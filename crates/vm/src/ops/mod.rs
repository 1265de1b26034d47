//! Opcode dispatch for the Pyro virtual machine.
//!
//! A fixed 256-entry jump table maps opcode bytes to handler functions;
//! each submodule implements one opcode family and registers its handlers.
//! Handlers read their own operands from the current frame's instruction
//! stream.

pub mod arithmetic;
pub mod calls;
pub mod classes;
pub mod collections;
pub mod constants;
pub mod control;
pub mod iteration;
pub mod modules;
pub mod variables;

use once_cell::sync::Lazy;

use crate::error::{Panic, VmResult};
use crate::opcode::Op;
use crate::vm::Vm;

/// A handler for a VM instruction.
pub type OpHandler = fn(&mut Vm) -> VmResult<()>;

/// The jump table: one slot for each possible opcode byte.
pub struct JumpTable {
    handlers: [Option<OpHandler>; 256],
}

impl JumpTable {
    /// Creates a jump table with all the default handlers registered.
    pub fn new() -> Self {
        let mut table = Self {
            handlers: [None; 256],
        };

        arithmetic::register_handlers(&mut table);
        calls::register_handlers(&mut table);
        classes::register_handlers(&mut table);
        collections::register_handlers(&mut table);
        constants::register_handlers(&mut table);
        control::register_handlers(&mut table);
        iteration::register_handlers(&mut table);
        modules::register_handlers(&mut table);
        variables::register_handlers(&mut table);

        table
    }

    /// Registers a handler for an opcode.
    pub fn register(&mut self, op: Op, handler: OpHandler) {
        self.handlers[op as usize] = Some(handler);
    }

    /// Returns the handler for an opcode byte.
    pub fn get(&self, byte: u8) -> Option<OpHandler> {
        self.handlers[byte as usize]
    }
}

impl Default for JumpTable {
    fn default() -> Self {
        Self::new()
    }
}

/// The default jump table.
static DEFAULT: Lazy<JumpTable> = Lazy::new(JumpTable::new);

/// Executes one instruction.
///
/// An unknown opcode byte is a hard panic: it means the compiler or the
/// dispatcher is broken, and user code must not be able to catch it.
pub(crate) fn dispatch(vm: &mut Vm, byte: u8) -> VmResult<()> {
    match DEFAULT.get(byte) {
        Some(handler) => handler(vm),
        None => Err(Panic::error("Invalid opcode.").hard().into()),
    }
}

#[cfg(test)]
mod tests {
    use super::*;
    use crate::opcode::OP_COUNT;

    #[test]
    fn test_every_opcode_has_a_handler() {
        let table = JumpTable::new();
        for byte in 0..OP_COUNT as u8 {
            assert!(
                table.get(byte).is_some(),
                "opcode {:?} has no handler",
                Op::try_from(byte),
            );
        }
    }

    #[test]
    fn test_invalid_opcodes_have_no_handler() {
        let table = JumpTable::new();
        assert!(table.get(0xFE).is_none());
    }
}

TASK DIRECTIONS - The line with "pub mod calls;" is the last to include; transcribe exactly every line from the top of the material above down to it.

EXERCISE RESPONSE -
filename crates/vm/src/ops/mod.rs
repository 1265de1b26034d47
//! Opcode dispatch for the Pyro virtual machine.
//!
//! A fixed 256-entry jump table maps opcode bytes to handler functions;
//! each submodule implements one opcode family and registers its handlers.
//! Handlers read their own operands from the current frame's instruction
//! stream.

pub mod arithmetic;
pub mod calls;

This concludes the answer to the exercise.